The TET3/GATA6 Axis Drives Lipid Metabolism and Therapeutic Vulnerabilities in Pancreatic Ductal Adenocarcinoma.

Metabolic reprogramming is a hallmark of cancer, with dysregulated lipid metabolism contributing to tumor progression and therapy resistance. This study identifies the DNA demethylase TET3 as a key regulator of lipogenic metabolism in pancreatic ductal adenocarcinoma (PDAC). TET3 expression is elevated in the lipogenic PDAC subtype and correlates with poor patient prognosis. Genetic ablation of TET3 disrupts lipid homeostasis, alters the saturated-to-monounsaturated fatty acid ratio, and reduces proliferative capacity. Mechanistically, TET3 represses GATA6 expression through recruitment of histone deacetylases (HDACs) to its promoter, leading to H3K27 deacetylation, independent of its catalytic activity. Loss of TET3 derepresses GATA6, which in turn suppresses lipogenic enzymes, such as stearoyl-CoA desaturase (SCD) and acyl-CoA synthetase long-chain family member 3 (ACSL3), and sensitizes cells to ferroptosis.

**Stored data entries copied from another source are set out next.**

impl EntityStore for SqliteLibraryStore {
    fn find_artist(&self, identity: &ArtistIdentity) -> Result<Option<Artist>> {
        let conn = self.conn()?;
        let artist = match identity {
            ArtistIdentity::Mbid(mbid) => conn
                .prepare_cached(&format!("SELECT {} FROM artist WHERE mbid = ?1", ARTIST_COLUMNS))?
                .query_row(params![mbid.to_string()], artist_from_row)
                .optional()?,
            ArtistIdentity::Name(name) => conn
                .prepare_cached(&format!(
                    "SELECT {} FROM artist WHERE name = ?1 ORDER BY id LIMIT 1",
                    ARTIST_COLUMNS
                ))?
                .query_row(params![name], artist_from_row)
                .optional()?,
        };
        Ok(artist)
    }

    fn create_artist(&self, artist: &NewArtist) -> Result<Artist> {
        let conn = self.conn()?;
        let mbid = non_nil_mbid(artist.mbid);
        let id = in_transaction(&conn, |conn| {
            conn.execute(
                "INSERT INTO artist (mbid, name, image, image_source) VALUES (?1, ?2, ?3, ?4)",
                params![
                    mbid.map(|m| m.to_string()),
                    &artist.name,
                    artist.image.map(|i| i.to_string()),
                    &artist.image_source
                ],
            )
            .with_context(|| format!("Failed to insert artist '{}'", artist.name))?;
            let id = conn.last_insert_rowid();
            insert_aliases(conn, "artist_alias", "artist_id", id, &artist.aliases, None)?;
            Ok(id)
        })?;
        debug!("Created artist {} '{}'", id, artist.name);

        Ok(Artist {
            id,
            mbid,
            name: artist.name.clone(),
            image: artist.image,
            image_source: artist.image_source.clone(),
        })
    }

    fn find_album(&self, identity: &AlbumIdentity) -> Result<Option<Album>> {
        let conn = self.conn()?;
        let album = match identity {
            AlbumIdentity::Mbid(mbid) => conn
                .prepare_cached(&format!("SELECT {} FROM album WHERE mbid = ?1", ALBUM_COLUMNS))?
                .query_row(params![mbid.to_string()], album_from_row)
                .optional()?,
            AlbumIdentity::TitleAndArtist { title, artist_id } => conn
                .prepare_cached(
                    "SELECT a.id, a.mbid, a.title, a.various_artists, a.image, a.image_source
                     FROM album a JOIN album_artist aa ON aa.album_id = a.id
                     WHERE a.title = ?1 AND aa.artist_id = ?2 AND aa.position = 0
                     ORDER BY a.id LIMIT 1",
                )?
                .query_row(params![title, artist_id], album_from_row)
                .optional()?,
        };

        match album {
            Some(mut album) => {
                album.artist_ids = load_album_artist_ids(&conn, album.id)?;
                Ok(Some(album))
            }
            None => Ok(None),
        }
    }

    fn create_album(&self, album: &NewAlbum) -> Result<Album> {
        let conn = self.conn()?;
        let mbid = non_nil_mbid(album.mbid);
        let id = in_transaction(&conn, |conn| {
            conn.execute(
                "INSERT INTO album (mbid, title, various_artists, image, image_source)
                 VALUES (?1, ?2, ?3, ?4, ?5)",
                params![
                    mbid.map(|m| m.to_string()),
                    &album.title,
                    album.various_artists,
                    album.image.map(|i| i.to_string()),
                    &album.image_source
                ],
            )
            .with_context(|| format!("Failed to insert album '{}'", album.title))?;
            let id = conn.last_insert_rowid();

            let mut stmt = conn.prepare_cached(
                "INSERT OR IGNORE INTO album_artist (album_id, artist_id, position) VALUES (?1, ?2, ?3)",
            )?;
            for (position, artist_id) in album.artist_ids.iter().enumerate() {
                stmt.execute(params![id, artist_id, position as i64])?;
            }
            insert_aliases(conn, "album_alias", "album_id", id, &album.aliases, None)?;
            Ok(id)
        })?;
        debug!("Created album {} '{}'", id, album.title);

        Ok(Album {
            id,
            mbid,
            title: album.title.clone(),
            various_artists: album.various_artists,
            image: album.image,
            image_source: album.image_source.clone(),
            artist_ids: album.artist_ids.clone(),
        })
    }

    fn find_track(&self, identity: &TrackIdentity) -> Result<Option<Track>> {
        let conn = self.conn()?;
        match identity {
            TrackIdentity::Mbid(mbid) => {
                let track = conn
                    .prepare_cached(&format!("SELECT {} FROM track WHERE mbid = ?1", TRACK_COLUMNS))?
                    .query_row(params![mbid.to_string()], track_from_row)
                    .optional()?;
                match track {
                    Some(mut track) => {
                        track.artist_ids = load_track_artist_ids(&conn, track.id)?;
                        Ok(Some(track))
                    }
                    None => Ok(None),
                }
            }
            TrackIdentity::TitleAndArtists { title, artist_ids } => {
                let wanted = sorted_ids(artist_ids);
                let candidates = conn
                    .prepare_cached(&format!(
                        "SELECT {} FROM track WHERE title = ?1 ORDER BY id",
                        TRACK_COLUMNS
                    ))?
                    .query_map(params![title], track_from_row)?
                    .collect::<Result<Vec<_>, _>>()?;

                for mut track in candidates {
                    track.artist_ids = load_track_artist_ids(&conn, track.id)?;
                    if sorted_ids(&track.artist_ids) == wanted {
                        return Ok(Some(track));
                    }
                }
                Ok(None)
            }
        }
    }

    fn create_track(&self, track: &NewTrack) -> Result<Track> {
        let conn = self.conn()?;
        let mbid = non_nil_mbid(track.mbid);
        let id = in_transaction(&conn, |conn| {
            conn.execute(
                "INSERT INTO track (mbid, title, duration, album_id) VALUES (?1, ?2, ?3, ?4)",
                params![
                    mbid.map(|m| m.to_string()),
                    &track.title,
                    track.duration,
                    track.album_id
                ],
            )
            .with_context(|| format!("Failed to insert track '{}'", track.title))?;
            let id = conn.last_insert_rowid();

            let mut stmt = conn.prepare_cached(
                "INSERT OR IGNORE INTO track_artist (track_id, artist_id, is_primary, position)
                 VALUES (?1, ?2, ?3, ?4)",
            )?;
            for (position, artist) in track.artists.iter().enumerate() {
                stmt.execute(params![id, artist.artist_id, artist.is_primary, position as i64])?;
            }
            Ok(id)
        })?;
        debug!("Created track {} '{}'", id, track.title);

        Ok(Track {
            id,
            mbid,
            title: track.title.clone(),
            duration: track.duration,
            album_id: track.album_id,
            artist_ids: track.artists.iter().map(|a| a.artist_id).collect(),
        })
    }

    fn save_track_aliases(&self, track_id: i64, aliases: &[Alias], source: &str) -> Result<()> {
        let conn = self.conn()?;
        in_transaction(&conn, |conn| {
            insert_aliases(conn, "track_alias", "track_id", track_id, aliases, Some(source))
        })
    }

    fn get_counts(&self) -> Result<EntityCounts> {
        let conn = self.conn()?;
        let count = |table: &str| -> Result<usize> {
            let n: i64 =
                conn.query_row(&format!("SELECT COUNT(*) FROM {}", table), [], |r| r.get(0))?;
            Ok(n as usize)
        };
        Ok(EntityCounts {
            artists: count("artist")?,
            albums: count("album")?,
            tracks: count("track")?,
            listens: count("listen")?,
        })
    }
}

Notably, combined treatment with the HDAC inhibitor SAHA and the ferroptosis inducer Erastin significantly enhances gemcitabine-induced cytotoxicity in lipogenic PDAC cells. These findings uncover a previously unrecognized non-catalytic function of TET3 in sustaining lipid metabolic reprogramming in PDAC. Targeting the TET3/GATA6 axis in combination with ferroptosis and epigenetic modulators offers a promising strategy to overcome therapeutic resistance in aggressive pancreatic cancer.